The implication is always that he knows best. If I end up, to my regret, involved in a conversation with him explaining my opinion on the subject, I’m simply given a lecture, with his self-assumed authority used as a virtual bludgeon. Despite that he has had almost no experience with cats, in comparison to my lifetime worth of experience, anything I have to say is dismissed, absolutely.

It is clearly an insult, whether he consciously intends it or not. I remind myself that I’m in the south now, home of the passive aggressive insults that were part of “southern society” that drove me out of Nashville and Atlanta. Okay, that’s not all that drove me out of there, but it sure helped. When people talk about the charm of the south, the graciousness and southern hospitality, I think of the bite of the knives slid into my back by the charming, gracious, smiling southerners. But of course that is just my experience.

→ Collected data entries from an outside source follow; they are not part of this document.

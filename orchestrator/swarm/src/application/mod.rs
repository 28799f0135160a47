// Copyright (c) 2026 100monkeys.ai
// SPDX-License-Identifier: AGPL-3.0
//! # Incident-Response Application Layer
//!
//! The three agent roles and the [`swarm::IncidentResponseSwarm`] that wires
//! them onto one messaging context.

pub mod analyzer;
pub mod ingester;
pub mod remediator;
pub mod swarm;

use serde::de::DeserializeOwned;
use serde::Serialize;
use serde_json::Value;

use nexus_core::{into_payload, Message, Payload};

/// Serialize a typed body into a message payload.
pub(crate) fn encode<T: Serialize>(body: &T) -> anyhow::Result<Payload> {
    Ok(into_payload(serde_json::to_value(body)?))
}

/// Decode the whole payload of `message` as `T`.
pub(crate) fn decode<T: DeserializeOwned>(message: &Message) -> anyhow::Result<T> {
    Ok(serde_json::from_value(Value::Object(message.payload().clone()))?)
}

/// Decode one payload field, `None` when absent or null.
pub(crate) fn field<T: DeserializeOwned>(message: &Message, key: &str) -> anyhow::Result<Option<T>> {
    match message.get(key) {
        None | Some(Value::Null) => Ok(None),
        Some(value) => Ok(Some(serde_json::from_value(value.clone())?)),
    }
}
/// Manifest metadata (Kubernetes-style)
#[derive(Debug, Clone, Serialize, Deserialize)]
pub struct ManifestMetadata {
    /// Human-readable node name
    pub name: String,

    /// Optional: Labels for categorization
    #[serde(skip_serializing_if = "Option::is_none")]
    pub labels: Option<HashMap<String, String>>,
}

/// Node configuration specification (content under spec:)
#[derive(Debug, Clone, Default, Serialize, Deserialize)]
pub struct NexusConfigSpec {
    #[serde(default)]
    pub bus: BusConfig,

    #[serde(default)]
    pub agents: AgentConfig,

    #[serde(default)]
    pub registry: RegistryConfig,

    #[serde(default)]
    pub detection: DetectionConfig,

    #[serde(default)]
    pub observability: ObservabilityConfig,
}

/// What the bus does with the mailbox copy after an inline handler ran.
#[derive(Debug, Clone, Copy, Default, PartialEq, Eq, Serialize, Deserialize)]
#[serde(rename_all = "snake_case")]
pub enum InlineDeliveryPolicy {
    /// Leave the mailbox copy for independent polling (the same message may
    /// be seen twice: once inline, once by the poller).
    #[default]
    Retain,
    /// Remove the mailbox copy once the inline handler succeeded. A failed
    /// inline handler always leaves the copy in place.
    ConsumeOnSuccess,
}

#[derive(Debug, Clone, Serialize, Deserialize)]
pub struct BusConfig {
    /// Maximum pending messages per mailbox before the oldest is evicted
    #[serde(default = "default_mailbox_capacity")]
    pub mailbox_capacity: usize,

    /// Messages older than this are purged from history on each send
    #[serde(default = "default_history_ttl_minutes")]
    pub history_ttl_minutes: u64,

    /// Hard cap on retained history entries
    #[serde(default = "default_history_limit")]
    pub history_limit: usize,

    #[serde(default)]
    pub inline_delivery: InlineDeliveryPolicy,
}

impl BusConfig {
    pub fn history_ttl(&self) -> Duration {
        Duration::from_secs(self.history_ttl_minutes * 60)
    }
}

#[derive(Debug, Clone, Serialize, Deserialize)]
pub struct AgentConfig {
    /// Seconds between heartbeats sent to the registry
    #[serde(default = "default_heartbeat_interval")]
    pub heartbeat_interval_secs: u64,

    /// Mailbox wait timeout; bounds how long a stop request goes unnoticed
    #[serde(default = "default_poll_interval_ms")]
    pub poll_interval_ms: u64,

    /// How long stop() waits for loops to exit before aborting them
    #[serde(default = "default_shutdown_grace")]
    pub shutdown_grace_secs: u64,
}

impl AgentConfig {
    pub fn heartbeat_interval(&self) -> Duration {
        Duration::from_secs(self.heartbeat_interval_secs)
    }

    pub fn poll_interval(&self) -> Duration {
        Duration::from_millis(self.poll_interval_ms)
    }

    pub fn shutdown_grace(&self) -> Duration {
        Duration::from_secs(self.shutdown_grace_secs)
    }
}

#[derive(Debug, Clone, Serialize, Deserialize)]
pub struct RegistryConfig {
    /// Silence longer than this marks an agent inactive
    #[serde(default = "default_heartbeat_timeout")]
    pub heartbeat_timeout_secs: u64,

    /// Period of the health sweep run by the orchestrator
    #[serde(default = "default_health_check_interval")]
    pub health_check_interval_secs: u64,
}

impl RegistryConfig {
    pub fn heartbeat_timeout(&self) -> Duration {
        Duration::from_secs(self.heartbeat_timeout_secs)
    }

    pub fn health_check_interval(&self) -> Duration {
        Duration::from_secs(self.health_check_interval_secs)
    }
}

#[derive(Debug, Clone, Serialize, Deserialize)]
pub struct DetectionConfig {
    /// Per-service error rate above which an incident is opened
    #[serde(default = "default_error_rate_threshold")]
    pub error_rate_threshold: f64,

    /// Directory scanned for `.jsonl` log files
    #[serde(default = "default_logs_dir")]
    pub logs_dir: PathBuf,

    /// Seconds between log directory scans
    #[serde(default = "default_scan_interval")]
    pub scan_interval_secs: u64,
}

impl DetectionConfig {
    pub fn scan_interval(&self) -> Duration {
        Duration::from_secs(self.scan_interval_secs)
    }
}

#[derive(Debug, Clone, Serialize, Deserialize)]
pub struct ObservabilityConfig {
    /// Log level (e.g., "info", "debug", "trace")
    #[serde(default = "default_log_level")]
    pub log_level: String,

    /// Output format ("compact" or "json")
    #[serde(default = "default_log_format")]
    pub log_format: String,

    /// Prometheus exporter port (disabled when unset)
    #[serde(skip_serializing_if = "Option::is_none")]
    pub metrics_port: Option<u16>,
}

// Default value functions
fn default_mailbox_capacity() -> usize {
    1000
}

fn default_history_ttl_minutes() -> u64 {
    60
}

fn default_history_limit() -> usize {
    10_000
}

fn default_heartbeat_interval() -> u64 {
    30
}

fn default_poll_interval_ms() -> u64 {
    1000
}

fn default_shutdown_grace() -> u64 {
    5
}

fn default_heartbeat_timeout() -> u64 {
    60
}

fn default_health_check_interval() -> u64 {
    30
}

fn default_error_rate_threshold() -> f64 {
    0.15
}

fn default_logs_dir() -> PathBuf {
    PathBuf::from("data/logs")
}

fn default_scan_interval() -> u64 {
    10
}

fn default_log_level() -> String {
    "info".to_string()
}

fn default_log_format() -> String {
    "compact".to_string()
}

impl Default for BusConfig {
    fn default() -> Self {
        Self {
            mailbox_capacity: default_mailbox_capacity(),
            history_ttl_minutes: default_history_ttl_minutes(),
            history_limit: default_history_limit(),
            inline_delivery: InlineDeliveryPolicy::default(),
        }
    }
}

impl Default for AgentConfig {
    fn default() -> Self {
        Self {
            heartbeat_interval_secs: default_heartbeat_interval(),
            poll_interval_ms: default_poll_interval_ms(),
            shutdown_grace_secs: default_shutdown_grace(),
        }
    }
}

impl Default for RegistryConfig {
    fn default() -> Self {
        Self {
            heartbeat_timeout_secs: default_heartbeat_timeout(),
            health_check_interval_secs: default_health_check_interval(),
        }
    }
}

impl Default for DetectionConfig {
    fn default() -> Self {
        Self {
            error_rate_threshold: default_error_rate_threshold(),
            logs_dir: default_logs_dir(),
            scan_interval_secs: default_scan_interval(),
        }
    }
}

impl Default for ObservabilityConfig {
    fn default() -> Self {
        Self {
            log_level: default_log_level(),
            log_format: default_log_format(),
            metrics_port: None,
        }
    }
}

impl Default for NexusConfig {
    fn default() -> Self {
        Self {
            api_version: API_VERSION.to_string(),
            kind: CONFIG_KIND.to_string(),
            metadata: ManifestMetadata {
                name: "nexus-node".to_string(),
                labels: None,
            },
            spec: NexusConfigSpec::default(),
        }
    }
}

impl NexusConfig {
    /// Load configuration from YAML file
    pub fn from_yaml_file(path: impl AsRef<Path>) -> anyhow::Result<Self> {
        let content = std::fs::read_to_string(path)?;
        let config = serde_yaml::from_str(&content)?;
        Ok(config)
    }

    /// Save configuration to YAML file
    pub fn to_yaml_file(&self, path: impl AsRef<Path>) -> anyhow::Result<()> {
        let yaml = serde_yaml::to_string(self)?;
        std::fs::write(path, yaml)?;
        Ok(())
    }

    /// Parse configuration from YAML string
    pub fn from_yaml_str(yaml: &str) -> anyhow::Result<Self> {
        let config = serde_yaml::from_str(yaml)?;
        Ok(config)
    }

    /// Candidate locations in discovery order (excluding the CLI flag).
    pub fn search_paths() -> Vec<PathBuf> {
        let mut paths = Vec::new();
        if let Ok(path) = std::env::var("NEXUS_CONFIG_PATH") {
            paths.push(PathBuf::from(path));
        }
        paths.push(PathBuf::from("./nexus-config.yaml"));
        if let Some(home) = dirs::home_dir() {
            paths.push(home.join(".nexus").join("config.yaml"));
        }
        #[cfg(unix)]
        paths.push(PathBuf::from("/etc/nexus/config.yaml"));
        #[cfg(windows)]
        paths.push(PathBuf::from("C:\\ProgramData\\Nexus\\config.yaml"));
        paths
    }

    /// Discover configuration file using precedence order
    /// 1. NEXUS_CONFIG_PATH environment variable
    /// 2. ./nexus-config.yaml (working directory)
    /// 3. ~/.nexus/config.yaml (user home)
    /// 4. /etc/nexus/config.yaml (system)
    pub fn discover_config() -> Option<PathBuf> {
        Self::search_paths().into_iter().find(|path| path.exists())
    }

    /// Load configuration with discovery, fallback to default
    pub fn load_or_default(cli_path: Option<PathBuf>) -> anyhow::Result<Self> {
        // 1. Explicit CLI path (Fail if missing/invalid)
        if let Some(path) = cli_path {
            tracing::info!("Loading configuration from explicit path: {:?}", path);
            let mut config = Self::from_yaml_file(&path).map_err(|e| {
                anyhow::anyhow!("Failed to load config at {:?}: {}", path, e)
            })?;
            config.apply_env_overrides();
            return Ok(config);
        }

        // 2. Discovery (Env -> Cwd -> Home -> System)
        if let Some(config_path) = Self::discover_config() {
            tracing::info!("Loading configuration from discovered path: {:?}", config_path);
            let mut config = Self::from_yaml_file(config_path)?;
            config.apply_env_overrides();
            Ok(config)
        } else {
            tracing::debug!("No configuration file found in standard locations. Using defaults.");
            let mut config = Self::default();
            config.apply_env_overrides();
            Ok(config)
        }
    }

    /// Apply environment variable overrides to configuration
    pub fn apply_env_overrides(&mut self) {
        if let Ok(val) = std::env::var("NEXUS_MAILBOX_CAPACITY") {
            match val.parse::<usize>() {
                Ok(capacity) => {
                    tracing::info!("Environment override: NEXUS_MAILBOX_CAPACITY={}", capacity);
                    self.spec.bus.mailbox_capacity = capacity;
                }
                Err(_) => tracing::warn!(
                    "Invalid value for NEXUS_MAILBOX_CAPACITY: '{}'. Expected a number. Ignoring.",
                    val
                ),
            }
        }

        if let Ok(val) = std::env::var("NEXUS_HEARTBEAT_INTERVAL_SECS") {
            match val.parse::<u64>() {
                Ok(secs) => {
                    tracing::info!("Environment override: NEXUS_HEARTBEAT_INTERVAL_SECS={}", secs);
                    self.spec.agents.heartbeat_interval_secs = secs;
                }
                Err(_) => tracing::warn!(
                    "Invalid value for NEXUS_HEARTBEAT_INTERVAL_SECS: '{}'. Expected a number. Ignoring.",
                    val
                ),
            }
        }

        if let Ok(val) = std::env::var("NEXUS_LOG_LEVEL") {
            self.spec.observability.log_level = val;
        }
    }

    /// Validate configuration
    pub fn validate(&self) -> anyhow::Result<()> {
        if self.api_version != API_VERSION {
            anyhow::bail!(
                "Invalid apiVersion: '{}'. Must be '{}'",
                self.api_version,
                API_VERSION
            );
        }

        if self.kind != CONFIG_KIND {
            anyhow::bail!("Invalid kind: '{}'. Must be '{}'", self.kind, CONFIG_KIND);
        }

        if self.metadata.name.is_empty() {
            anyhow::bail!("metadata.name cannot be empty");
        }

        let spec = &self.spec;
        if spec.bus.mailbox_capacity == 0 {
            anyhow::bail!("spec.bus.mailbox_capacity must be greater than 0");
        }

        if spec.bus.history_ttl_minutes == 0 {
            anyhow::bail!("spec.bus.history_ttl_minutes must be greater than 0");
        }

        if spec.agents.heartbeat_interval_secs == 0 {
            anyhow::bail!("spec.agents.heartbeat_interval_secs must be greater than 0");
        }

        if spec.agents.poll_interval_ms == 0 {
            anyhow::bail!("spec.agents.poll_interval_ms must be greater than 0");
        }

        // At least one missed heartbeat must fit inside the timeout.
        if spec.registry.heartbeat_timeout_secs <= spec.agents.heartbeat_interval_secs {
            anyhow::bail!(
                "spec.registry.heartbeat_timeout_secs ({}) must exceed spec.agents.heartbeat_interval_secs ({})",
                spec.registry.heartbeat_timeout_secs,
                spec.agents.heartbeat_interval_secs
            );
        }

        if spec.registry.health_check_interval_secs == 0 {
            anyhow::bail!("spec.registry.health_check_interval_secs must be greater than 0");
        }

        if spec.detection.scan_interval_secs == 0 {
            anyhow::bail!("spec.detection.scan_interval_secs must be greater than 0");
        }

        let threshold = spec.detection.error_rate_threshold;
        if !(threshold > 0.0 && threshold <= 1.0) {
            anyhow::bail!(
                "spec.detection.error_rate_threshold must be in (0, 1], got {}",
                threshold
            );
        }

        Ok(())
    }
}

So, an insult. Does that mean I can take it personally? I am unsure. Does it matter if he needs to prop up his flagging…confidence by insinuating that he is the only one who really knows how to take care of my cat? I know the truth. And reality seems divorced from his insults.

I suppose I shouln’t take it personally. That conclusion doesn’t stop me from wanting to lash out and hurt him, cut him down to size (verbally, I promise). Perhaps I’ll talk to my therapist about this tomorrow.